**Records provided**

..........

//! CLI Command Handlers
//!
//! Implements all CLI commands by calling the resolver library.
//! Each handler takes CLI args, config and Output, returns ExitCode.

use serde::Serialize;

use aniresolve::api::ProviderClient;
use aniresolve::cli::{
    EpisodesCmd, ExitCode, Output, PlaylistCmd, ResolveCmd, ServersCmd, SourcesCmd,
};
use aniresolve::config::Config;
use aniresolve::models::{AudioKind, EpisodeRef, Server};
use aniresolve::stream::PlaylistResolver;

// =============================================================================
// Resolve Command
// =============================================================================

pub async fn resolve_cmd(cmd: ResolveCmd, config: &Config, output: &Output) -> ExitCode {
    let mut config = config.clone();
    config.include_dub |= cmd.dub;
    if let Some(concurrency) = cmd.concurrency {
        config.concurrency = concurrency;
    }

    let episode = EpisodeRef::new(cmd.episode);
    output.info(format!("Resolving episode: {}", episode));

    match aniresolve::resolve_episode(&config, &episode).await {
        Ok(mut resolution) => {
            if let Some(limit) = cmd.limit {
                resolution.videos.truncate(limit);
            }

            let mut lines: Vec<String> = resolution
                .videos
                .iter()
                .enumerate()
                .map(|(i, v)| format!("[{}] {}\n    {}", i, v.label, v.url))
                .collect();
            lines.extend(
                resolution
                    .subtitles
                    .iter()
                    .map(|t| format!("sub: {}", t)),
            );
            for diag in &resolution.diagnostics {
                output.info(format!("skipped: {}", diag));
            }

            if let Err(e) = output.print_lines(&resolution, &lines) {
                return output.error(format!("Failed to serialize: {}", e), ExitCode::Error);
            }
            ExitCode::Success
        }
        Err(e) => output.failure("Resolve failed", &e),
    }
}

// =============================================================================
// Servers Command
// =============================================================================

pub async fn servers_cmd(cmd: ServersCmd, config: &Config, output: &Output) -> ExitCode {
    let client = ProviderClient::new(config);
    let episode = EpisodeRef::new(cmd.episode);

    output.info(format!("Listing servers for: {}", episode));

    match client
        .discover_servers(&episode, cmd.dub || config.include_dub)
        .await
    {
        Ok(list) => {
            if list.servers.is_empty() {
                return output.error("No servers found", ExitCode::NoStreams);
            }
            let lines: Vec<String> = list.servers.iter().map(|s| s.to_string()).collect();
            if let Err(e) = output.print_lines(&list, &lines) {
                return output.error(format!("Failed to serialize: {}", e), ExitCode::Error);
            }
            ExitCode::Success
        }
        Err(e) => output.failure("Server discovery failed", &e),
    }
}

// =============================================================================
// Sources Command
// =============================================================================

pub async fn sources_cmd(cmd: SourcesCmd, config: &Config, output: &Output) -> ExitCode {
    let client = ProviderClient::new(config);
    let server = Server {
        display_name: format!("Server {}", cmd.server_id),
        id: cmd.server_id,
        kind: AudioKind::Sub,
    };

    output.info(format!("Fetching sources for server: {}", server.id));

    match client.fetch_source(&server).await {
        Ok(descriptor) => {
            if let Err(e) = output.print(&descriptor) {
                return output.error(format!("Failed to serialize: {}", e), ExitCode::Error);
            }
            ExitCode::Success
        }
        Err(e) => output.failure("Source fetch failed", &e),
    }
}

// =============================================================================
// Playlist Command
// =============================================================================

pub async fn playlist_cmd(cmd: PlaylistCmd, config: &Config, output: &Output) -> ExitCode {
    let client = ProviderClient::new(config);
    let resolver = PlaylistResolver::new(client.http().clone());

    output.info(format!("Expanding playlist: {}", cmd.url));

    match resolver.resolve(&cmd.url, client.headers()).await {
        Ok(variants) => {
            let indexed: Vec<IndexedVariant> = variants
                .into_iter()
                .enumerate()
                .map(|(index, v)| IndexedVariant {
                    index,
                    quality: v.quality_label,
                    url: v.url,
                })
                .collect();
            let lines: Vec<String> = indexed
                .iter()
                .map(|v| format!("[{}] {:>10}  {}", v.index, v.quality, v.url))
                .collect();

            if let Err(e) = output.print_lines(&indexed, &lines) {
                return output.error(format!("Failed to serialize: {}", e), ExitCode::Error);
            }
            ExitCode::Success
        }
        Err(e) => output.failure("Playlist resolution failed", &e),
    }
}

#[derive(Serialize)]
struct IndexedVariant {
    index: usize,
    quality: String,
    url: String,
}

// =============================================================================
// Episodes Command
// =============================================================================

pub async fn episodes_cmd(cmd: EpisodesCmd, config: &Config, output: &Output) -> ExitCode {
    let client = ProviderClient::new(config);

    output.info(format!("Listing episodes for: {}", cmd.anime));

    match client.list_episodes(&cmd.anime).await {
        Ok(mut episodes) => {
            if let Some(limit) = cmd.limit {
                episodes.truncate(limit);
            }
            let lines: Vec<String> = episodes
                .iter()
                .map(|e| format!("{}  {}", e, e.href))
                .collect();
            if let Err(e) = output.print_lines(&episodes, &lines) {
                return output.error(format!("Failed to serialize: {}", e), ExitCode::Error);
            }
            ExitCode::Success
        }
        Err(e) => output.failure("Episode listing failed", &e),
    }
}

..........

**How to complete this task**
Among the lines of the material above, count those that include "clone" and report that number alone.

**Answer for this exercise**
2